Third, there is the paradox of drawing the limits, which concerns the rejection component. This paradox is inherent in the idea that toleration is a matter of reciprocity and that therefore those who are intolerant need not and cannot be tolerated, an idea we find in most of the classical texts on toleration. But even a brief look at those texts, and even more so at historical practice, shows that the slogan “no toleration of the intolerant” is not just vacuous but potentially dangerous, for the characterization of certain groups as intolerant is all too often itself a result of one-sidedness and intolerance. In a deconstructivist reading, this leads to a fatal conclusion for the concept of toleration (cf. Fish 1997): If toleration always implies a drawing of the limits against the intolerant and intolerable, and if every such drawing of a limit is itself a (more or less) intolerant, arbitrary act, toleration ends as soon it begins—as soon as it is defined by an arbitrary boundary between “us” and the “intolerant” and “intolerable.” This paradox can only be overcome if we distinguish between two notions of “intolerance” that the deconstructivist critique conflates: the intolerance of those who lie beyond the limits of toleration because they deny toleration as a norm in the first place, and the lack of tolerance of those who do not want to tolerate a denial of the norm. Tolerance can only be a virtue if this distinction can be made, and it presupposes that the limits of toleration can be drawn in a non-arbitrary, justifiable way.

The discussion so far implies that toleration is a normatively dependent concept. This means that by itself it cannot provide the substantive reasons for objection, acceptance, and rejection. It needs further, independent normative resources in order to have a certain substance, content, and limits—and in order to be regarded as something good at all. In itself, therefore, toleration is not a virtue or value; it can only be a value if backed by the right normative reasons.

2. Four Conceptions of Toleration

The following discussion of four conceptions of toleration is not to be understood as the reconstruction of a linear historical succession. Rather, these are different, historically developed understandings of what toleration consists in that can all be present in society at the same time, so that conflicts about the meaning of toleration may also be understood as conflicts between these conceptions (cf. Forst 2013).

1. The first one I call the permission conception. According to it, toleration is a relation between an authority or a majority and a dissenting, “different” minority (or various minorities). Toleration then means that the authority gives qualified permission to the minority to live according to their beliefs on condition that the minority accepts the dominant position of the authority or majority. So long as their being different remains within certain limits, that is, in the “private” realm, and so long as the minority groups do not claim equal public and political status, they can be tolerated on pragmatic or principled grounds—on pragmatic grounds because this form of toleration is the least costly of all possible alternatives and does not disturb civil peace and order as the dominant party defines it (but rather contributes to it); and on principled grounds because one may think it is morally problematic to force people to give up certain deep-seated beliefs or practices.

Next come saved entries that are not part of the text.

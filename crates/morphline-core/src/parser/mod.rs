//! Attachment parsers
//!
//! A parsing stage turns the attachment carried by a record into zero or
//! more derived records. [`Parser`] implements the shared contract and
//! delegates the format-specific part to an [`AttachmentParser`]:
//!
//! 1. reject the record if it carries no attachment body
//! 2. reject it if `supportedMimeTypes` is configured and the attachment's
//!    MIME type matches none of the patterns
//! 3. resolve the charset (configured value first, then the record's
//!    `_attachment_charset`); fail if neither is present
//! 4. open and decode the attachment and hand it to the format parser
//!
//! The attachment stream is owned by the `process` call that opened it and
//! is dropped before that call returns.

pub mod read_line;
pub mod read_multi_line;

use std::collections::HashSet;
use std::io::{BufRead, BufReader, Cursor, Read};

use encoding_rs::Encoding;
use encoding_rs_io::DecodeReaderBytesBuilder;

use crate::command::{Command, CommandCore, CommandPath};
use crate::config::Configs;
use crate::error::{Error, Result};
use crate::fields;
use crate::media_type::MediaType;
use crate::record::Record;
use crate::value::Value;

/// Parameter restricting the accepted MIME types
pub const SUPPORTED_MIME_TYPES: &str = "supportedMimeTypes";

/// Parameter naming the attachment charset
pub const CHARSET: &str = "charset";

/// Format-specific half of a parsing stage
pub trait AttachmentParser: Send {
    /// Parse the decoded attachment of `input`, pushing derived records to
    /// `child`. Return `Ok(false)` as soon as the child rejects a record.
    fn parse(
        &mut self,
        input: &Record,
        text: &mut dyn BufRead,
        child: &mut dyn Command,
    ) -> Result<bool>;
}

/// Parameters shared by every parsing stage
#[derive(Debug, Clone, Default)]
pub struct ParserSettings {
    charset: Option<String>,
    supported_mime_types: Option<HashSet<MediaType>>,
}

impl ParserSettings {
    /// Read `charset` and `supportedMimeTypes`.
    pub fn from_configs(configs: &mut Configs<'_>) -> Result<Self> {
        let charset = configs.get_opt_string(CHARSET)?;
        let patterns = configs.get_string_list(SUPPORTED_MIME_TYPES)?;
        let supported_mime_types = if !patterns.is_empty() {
            let mut set = HashSet::with_capacity(patterns.len());
            for pattern in patterns {
                let media = MediaType::parse(&pattern)
                    .map_err(|e| Error::compilation(e.to_string(), Some(configs.config())))?;
                set.insert(media);
            }
            Some(set)
        } else {
            None
        };
        Ok(Self {
            charset,
            supported_mime_types,
        })
    }

    /// Configured charset, if any
    pub fn charset(&self) -> Option<&str> {
        self.charset.as_deref()
    }

    /// Whether the record's MIME type passes the configured patterns. No
    /// patterns, or an empty pattern list, means every type is accepted.
    pub fn is_mime_type_supported(&self, record: &Record) -> bool {
        let Some(supported) = &self.supported_mime_types else {
            return true;
        };
        let Some(raw) = record.first_str(fields::ATTACHMENT_MIME_TYPE) else {
            tracing::debug!(record = %record, "Missing MIME type for record");
            return false;
        };
        let media = match MediaType::parse(raw) {
            Ok(media) => media,
            Err(e) => {
                tracing::debug!(error = %e, "Unparseable MIME type");
                return false;
            }
        };
        if supported.contains(&media) || supported.iter().any(|range| media.matches(range)) {
            return true;
        }
        tracing::debug!(
            "No supported MIME type found for {}={}",
            fields::ATTACHMENT_MIME_TYPE,
            raw
        );
        false
    }

    /// Configured charset, else the record's charset.
    pub fn detect_charset<'r>(&'r self, record: &'r Record) -> Result<&'r str> {
        self.charset
            .as_deref()
            .or_else(|| record.first_str(fields::ATTACHMENT_CHARSET))
            .ok_or_else(|| Error::runtime_message(format!("Missing charset for record: {}", record)))
    }
}

/// A parsing stage: the shared contract around an [`AttachmentParser`]
pub struct Parser<P> {
    core: CommandCore,
    settings: ParserSettings,
    parser: P,
}

impl<P: AttachmentParser> Parser<P> {
    /// Create a stage named `name`.
    pub fn new(
        name: &str,
        settings: ParserSettings,
        parent: Option<&CommandPath>,
        child: Box<dyn Command>,
        parser: P,
    ) -> Self {
        Self {
            core: CommandCore::new(name, parent, child),
            settings,
            parser,
        }
    }
}

impl<P: AttachmentParser> Command for Parser<P> {
    fn name(&self) -> &str {
        self.core.name()
    }

    fn parent(&self) -> Option<&CommandPath> {
        self.core.parent()
    }

    fn process(&mut self, record: &mut Record) -> Result<bool> {
        let Some(body) = record.first_value(fields::ATTACHMENT_BODY) else {
            tracing::debug!(record = %record, "Missing attachment for record");
            return Ok(false);
        };
        if !self.settings.is_mime_type_supported(record) {
            return Ok(false);
        }
        let charset = self.settings.detect_charset(record)?;
        let stream = open_attachment(body)?;
        let mut text = decode(stream, charset)?;
        self.parser.parse(record, &mut text, self.core.child())
    }

    fn notify(&mut self, notification: &Record) -> Result<()> {
        self.core.forward_notify(notification)
    }
}

/// Open an attachment body as a byte stream. One-shot streams can only be
/// opened once.
pub fn open_attachment(body: &Value) -> Result<Box<dyn Read + Send>> {
    match body {
        Value::Bytes(bytes) => Ok(Box::new(Cursor::new(bytes.clone()))),
        Value::Text(text) => Ok(Box::new(Cursor::new(text.clone().into_bytes()))),
        Value::Stream(stream) => stream
            .take()
            .ok_or_else(|| Error::runtime_message("Attachment stream has already been consumed")),
        other => Err(Error::runtime_message(format!(
            "Unsupported attachment body: {}",
            other
        ))),
    }
}

/// Wrap a byte stream in a line-oriented decoder for `charset`, a WHATWG
/// encoding label such as `utf-8` or `iso-8859-1`.
pub fn decode(stream: Box<dyn Read + Send>, charset: &str) -> Result<Box<dyn BufRead + Send>> {
    let encoding = Encoding::for_label(charset.trim().as_bytes())
        .ok_or_else(|| Error::runtime_message(format!("Unsupported charset: {}", charset)))?;
    let decoder = DecodeReaderBytesBuilder::new()
        .encoding(Some(encoding))
        .build(stream);
    Ok(Box::new(BufReader::new(decoder)))
}

/// Copy of `input` without attachment fields, carrying `message`.
pub fn derive_record(input: &Record, message: String) -> Record {
    let mut output = input.clone();
    output.remove_attachments();
    output.replace_values(fields::MESSAGE, message);
    output
}

/// Read the next line without its terminator. I/O faults become runtime
/// errors.
pub(crate) fn next_line(text: &mut dyn BufRead, line: &mut String) -> Result<bool> {
    line.clear();
    let read = text.read_line(line).map_err(Error::runtime)?;
    if read == 0 {
        return Ok(false);
    }
    if line.ends_with('\n') {
        line.pop();
        if line.ends_with('\r') {
            line.pop();
        }
    }
    Ok(true)
}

The permission conception is a classic one that we find in many historical writings and in instances of a politics of toleration (such as the Edict of Nantes in 1598) and that—to a considerable extent—still informs our understanding of the term. According to this conception, toleration means that the authority or majority, which has the power to interfere with the practices of a minority, nevertheless “tolerates” it, while the minority accepts its inferior position. The situation or the “terms of toleration” are hierarchical: one party allows another party certain things on conditions specified by the first one. Toleration is thus understood as permissio negativa mali: not interfering with something that is actually wrong but not “intolerably” harmful. It is this conception that Goethe (1829, 507, transl. R.F.) had in mind when he said: “Tolerance should be a temporary attitude only: it must lead to recognition. To tolerate means to insult.”

2. The second conception, the coexistence conception, is similar to the first one in regarding toleration as the best means toward ending or avoiding conflict and toward pursuing one’s own goals. What is different, however, is the relationship between the subjects and the objects of toleration. For now the situation is not one of an authority or majority in relation to a minority, but one of groups that are roughly equal in power, and who see that for the sake of social peace and the pursuit of their own interests mutual toleration is the best of all possible alternatives (the Augsburg Peace Treaty of 1555 is a historical example). They prefer peaceful coexistence to conflict and agree to a reciprocal compromise, to a certain modus vivendi. The relation of tolerance is no longer vertical but horizontal: the subjects are at the same time the objects of toleration. This may not lead to a stable social situation in which trust can develop, for once the constellation of power changes, the more powerful group may no longer see any reasons for being tolerant (cf. Rawls 1987, 11, Fletcher 1996).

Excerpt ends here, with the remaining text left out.